Ginny Weasley: so like what are we?
Harry Potter: [slowly reaches for invisibility cloak]
Watched a nature documentary with my daughter and as the hungry polar bear approached the abandoned seal pup she said, “Oh, good, the polar bear is going to help her!” and sometimes I really wish I saw the world like a 12 y/o.
One minute without you feels like 60 seconds.
Quarantine: stay inside where theres nothing to do and be sa-
Adderall & Craft Supplies: MAKE DUCKS
Don’t bring a knife to a gun fight. Also, no outside food, they are so strict about that.
Him (five years ago): Do you have a work out routine?
Me: *still laughing
Sharon I have some bad news
[drive thru window]
toddler: can I say hi?
me: aww that’s sweet *rolls down window*
toddler: two milkshakes please
Don’t let Hollywood fool you. I was in an orphanage for 13 yrs and we only broke into a song & choreographed dance twice
Whenever I’m feeling stressed I like to take a deep breath & think about every mistake I have ever made.
No, please continue to talk loudly on the phone, smoke & spit next to my table. No problem! I’m just going to follow you home and kill you.
A spider just watched me open a pickle jar and then it committed suicide.
Husband and I were blissfully happy for 25 years.
Then we met.
trust my gut? the thing that can’t even handle milk?

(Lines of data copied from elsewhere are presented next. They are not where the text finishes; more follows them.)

//! Message retrieval against the management API.
//!
//! Header attributes are confidential: a principal without the privilege to
//! read them gets a 403 for the whole request. The first such refusal
//! downgrades the session to header-less requests for good, and the request
//! is retried once without headers.

use std::sync::atomic::{AtomicBool, Ordering};
use std::sync::Arc;

use crate::api::{ContentHint, ContentParams, ManagementApi, MetadataParams};
use crate::error::ApiError;
use crate::models::{ContentPayload, FetchScope, MessageId, MessageMetadata, ObjectRef};

/// Session-wide default for header requests. Only ever moves from
/// `HeadersIncluded` to `HeadersExcluded`.
#[derive(Debug)]
pub struct SessionScope {
    headers_included: AtomicBool,
}

impl Default for SessionScope {
    fn default() -> Self {
        Self {
            headers_included: AtomicBool::new(true),
        }
    }
}

impl SessionScope {
    pub fn current(&self) -> FetchScope {
        if self.headers_included.load(Ordering::Acquire) {
            FetchScope::HeadersIncluded
        } else {
            FetchScope::HeadersExcluded
        }
    }

    /// Returns true if this call performed the downgrade.
    fn downgrade(&self) -> bool {
        self.headers_included.swap(false, Ordering::AcqRel)
    }
}

/// Metadata together with the scope it was fetched under.
#[derive(Debug, Clone)]
pub struct FetchedMetadata {
    pub metadata: MessageMetadata,
    pub scope: FetchScope,
}

impl FetchedMetadata {
    /// Confidential regions may only be shown when nothing was redacted.
    pub fn includes_confidential(&self) -> bool {
        self.scope.includes_headers()
    }
}

/// Issues metadata and content requests and applies the downgrade policy.
pub struct MessageFetcher<A> {
    api: Arc<A>,
    session: Arc<SessionScope>,
}

impl<A> Clone for MessageFetcher<A> {
    fn clone(&self) -> Self {
        Self {
            api: Arc::clone(&self.api),
            session: Arc::clone(&self.session),
        }
    }
}

impl<A: ManagementApi> MessageFetcher<A> {
    pub fn new(api: Arc<A>) -> Self {
        Self {
            api,
            session: Arc::new(SessionScope::default()),
        }
    }

    pub fn api(&self) -> &A {
        &self.api
    }

    pub fn session_scope(&self) -> FetchScope {
        self.session.current()
    }

    /// Fetch message info using the session default scope.
    ///
    /// A 403 while headers were requested downgrades the session and retries
    /// exactly once without headers; whatever that retry yields is final.
    pub async fn fetch_metadata(
        &self,
        object: &ObjectRef,
        id: &MessageId,
    ) -> Result<FetchedMetadata, ApiError> {
        let scope = self.session.current();
        match self.load(object, id, scope).await {
            Err(e) if e.is_forbidden() && scope == FetchScope::HeadersIncluded => {
                if self.session.downgrade() {
                    log::info!("Header access refused for message {id}; excluding headers for this session");
                }
                self.load(object, id, FetchScope::HeadersExcluded).await
            }
            other => other,
        }
    }

    async fn load(
        &self,
        object: &ObjectRef,
        id: &MessageId,
        scope: FetchScope,
    ) -> Result<FetchedMetadata, ApiError> {
        let params = MetadataParams {
            message_id: id.clone(),
            include_headers: scope.includes_headers(),
        };
        log::debug!("Loading message {id} ({scope:?})");
        let metadata = self.api.load_metadata(object, &params).await?;
        Ok(FetchedMetadata { metadata, scope })
    }

    /// Fetch at most `limit` bytes of the body, read as text.
    pub async fn fetch_preview(
        &self,
        object: &ObjectRef,
        id: &MessageId,
        mime_type: &str,
        limit: usize,
    ) -> Result<ContentPayload, ApiError> {
        let params = ContentParams::full(id.clone()).with_limit(limit);
        let hint = ContentHint {
            content_type: mime_type.to_string(),
        };
        log::debug!("Loading preview of message {id} ({mime_type}, limit {limit})");
        let mut payload = self.api.load_content(object, &params, &hint).await?;
        if payload.bytes.len() > limit {
            log::debug!(
                "Server returned {} bytes for a {limit} byte preview; truncating",
                payload.bytes.len()
            );
            payload.bytes.truncate(limit);
        }
        Ok(payload)
    }

    /// Download URL for the complete body.
    pub fn download_url(&self, object: &ObjectRef, id: &MessageId) -> String {
        self.api
            .build_download_url(object, &ContentParams::full(id.clone()))
    }
}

Boss: “I want it on my desk by 9 on Monday”
Me: “Say no more”
[Monday]
Boss: “Where’s my report?”
Me: “Shhh”
I briefly stepped away from social media to get an idea of what else is going on in the world. For instance, I didn’t realize I was still married.
Grab and smash, smash and grab such is time spent in a mammogram
8yo: You’re annoying me!
10yo: No, you’re annoying me!
Me: Guys, guys, guys. You’re both annoying me.
Twitter. Or as I call it: Sinterest.
kids today are missing out of the pre-streaming era, where your childhood was at least partially defined by some semi-obscure movie your family just happened to own on tape and you watched several dozen times
If being chased by an alligator be sure to run in a zigzag pattern so he can get in his cardio before ultimately catching and killing you.
Do they charge extra if you want to get a tattoo of an avocado?
If chameleons were better at their jobs we wouldn’t even know there were chameleons.
Enter new password
“336Hours”
Your password is two weeks
Target cashier: “Did you find everything you needed okay?”
Me: “I DIDN’T NEED ANY OF THIS.”
Be kind to everyone you meet for you never know who got woken up at 3:20am by a kid who was “just not tired”.
My almost 80 year old father was scrolling through obituaries the other day at breakfast when he noticed that the husband of one of his old girlfriends had passed away. So anyway my dad has a new girlfriend.
WIFE: Now stick to the list, okay?
ME: I will.
[later]
WIFE: What the hell?
[6 puppies run by]
ME: Relax, they were on sale, Karen.